Mexico signs training deal

February 2, 1996

John Major has signed up to an agreement with Mexican president Ernesto Zedillo which could spark a business bonanza for the burgeoning British training industry.

Mexico has been given $265 million from the World Bank to spend on its Technical Education and Training Modernising Project. The joint action plan is designed to encourage "technical co-operation" between the British Council and the Mexican equivalent of the National Council of Vocational Qualifications: the Consejo de Normalizaci"n y Certificaci"n de Competencias Laborales.

The agreement is the latest step in a concerted campaign by the British Council to tap into the lucrative Mexican market. There has been British involvement in the setting up of the World Bank-approved project, and last year Baroness Perry headed a delegation to offer British consultancy and training services.

John Hillier, the chief executive of the NCVQ, said: "The significant feature of the deal is the amount of business it could bring to consultants, training providers and equipment manufacturers."

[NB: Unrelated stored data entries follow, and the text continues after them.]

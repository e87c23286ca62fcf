//! Authentication extractors and the credential cookie.
//!
//! The credential is a JWT carried in the `token` cookie, or in an
//! `Authorization: Bearer` header for non-browser clients. The account is
//! reloaded on every request, so deletions and role changes apply
//! immediately.

use axum::{
    extract::FromRequestParts,
    http::{
        HeaderMap, HeaderValue,
        header::{AUTHORIZATION, COOKIE},
        request::Parts,
    },
};
use cookie::{Cookie, SameSite, time::Duration};

use crate::error::{AppError, set_sentry_user};
use crate::models::Identity;
use crate::services::auth::{AuthError, AuthService, TOKEN_TTL};
use crate::state::AppState;

/// Name of the credential cookie.
pub const TOKEN_COOKIE: &str = "token";

/// Extractor that requires a signed-in account.
///
/// # Example
///
/// ```rust,ignore
/// async fn handler(RequireAuth(identity): RequireAuth) -> String {
///     format!("Hello, {}!", identity.name)
/// }
/// ```
pub struct RequireAuth(pub Identity);

impl FromRequestParts<AppState> for RequireAuth {
    type Rejection = AppError;

    async fn from_request_parts(
        parts: &mut Parts,
        state: &AppState,
    ) -> Result<Self, Self::Rejection> {
        let token = token_from_headers(&parts.headers).ok_or(AuthError::MissingToken)?;
        Ok(Self(authenticate(state, &token).await?))
    }
}

/// Extractor that requires a signed-in admin.
///
/// Non-admins get the same 401 as anonymous callers.
pub struct RequireAdmin(pub Identity);

impl FromRequestParts<AppState> for RequireAdmin {
    type Rejection = AppError;

    async fn from_request_parts(
        parts: &mut Parts,
        state: &AppState,
    ) -> Result<Self, Self::Rejection> {
        let RequireAuth(identity) = RequireAuth::from_request_parts(parts, state).await?;
        if !identity.is_admin() {
            tracing::warn!(user_id = %identity.id, "Admin route refused");
            return Err(AuthError::NotAdmin.into());
        }
        Ok(Self(identity))
    }
}

/// Extractor that resolves the account if a valid credential is present.
///
/// Missing, expired and invalid credentials all yield `None`.
pub struct OptionalAuth(pub Option<Identity>);

impl FromRequestParts<AppState> for OptionalAuth {
    type Rejection = AppError;

    async fn from_request_parts(
        parts: &mut Parts,
        state: &AppState,
    ) -> Result<Self, Self::Rejection> {
        let Some(token) = token_from_headers(&parts.headers) else {
            return Ok(Self(None));
        };
        match authenticate(state, &token).await {
            Ok(identity) => Ok(Self(Some(identity))),
            Err(AppError::Auth(AuthError::Repository(e))) => Err(AuthError::Repository(e).into()),
            Err(_) => Ok(Self(None)),
        }
    }
}

async fn authenticate(state: &AppState, token: &str) -> Result<Identity, AppError> {
    let user_id = state.tokens().verify(token)?;
    let identity = AuthService::new(state.store()).identity(user_id).await?;

    tracing::Span::current().record("user_id", identity.id.as_i32());
    set_sentry_user(&identity.id, Some(identity.email.as_str()));
    Ok(identity)
}

/// The credential from the `token` cookie, else from a Bearer header.
fn token_from_headers(headers: &HeaderMap) -> Option<String> {
    let from_cookie = headers
        .get_all(COOKIE)
        .iter()
        .filter_map(|v| v.to_str().ok())
        .flat_map(Cookie::split_parse)
        .filter_map(Result::ok)
        .find(|c| c.name() == TOKEN_COOKIE && !c.value().is_empty())
        .map(|c| c.value().to_owned());

    from_cookie.or_else(|| {
        headers
            .get(AUTHORIZATION)
            .and_then(|v| v.to_str().ok())
            .and_then(|v| v.strip_prefix("Bearer "))
            .map(str::trim)
            .filter(|t| !t.is_empty())
            .map(str::to_owned)
    })
}

/// `Set-Cookie` value carrying a freshly issued token.
///
/// # Errors
///
/// Returns `AppError::Internal` if the token contains bytes that are not
/// valid in a header.
pub fn token_cookie(token: &str, secure: bool) -> Result<HeaderValue, AppError> {
    let cookie = Cookie::build((TOKEN_COOKIE, token))
        .path("/")
        .http_only(true)
        .same_site(SameSite::Strict)
        .secure(secure)
        .max_age(Duration::seconds(TOKEN_TTL.num_seconds()))
        .build();
    header_value(&cookie)
}

/// `Set-Cookie` value that clears the credential.
///
/// # Errors
///
/// Returns `AppError::Internal` if the header cannot be built.
pub fn clear_token_cookie(secure: bool) -> Result<HeaderValue, AppError> {
    let mut cookie = Cookie::build((TOKEN_COOKIE, ""))
        .path("/")
        .http_only(true)
        .same_site(SameSite::Strict)
        .secure(secure)
        .build();
    cookie.make_removal();
    header_value(&cookie)
}

fn header_value(cookie: &Cookie<'_>) -> Result<HeaderValue, AppError> {
    HeaderValue::from_str(&cookie.to_string())
        .map_err(|e| AppError::Internal(format!("invalid cookie header: {e}")))
}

Much maligned in Britain, national vocational qualifications have been recognised as the world leader in competence-based qualifications, and the World Bank expressed this explicitly in a 1994 report. They have been successfully marketed abroad, notably in Oman, where export earnings total around Pounds 2.5 million.

Elsewhere, several countries, rather than importing the qualifications, have borrowed and adapted the freely available standards and models developed since the mid-1980s by the NCVQ.

According to Elizabeth Rylance Watson, NVQ development officer at theBritish Council , who is developing an export strategy: "Australia, New Zealand and Ireland are building and marketing their versions based on the UK occupational standards system and qualifications."

The Mexican accord, by far the biggest so far, follows a similar deal with Pakistan, signed last September. The British Council is also preparing a response to the Hong Kong government's invitation last November to offer technical and consultancy services.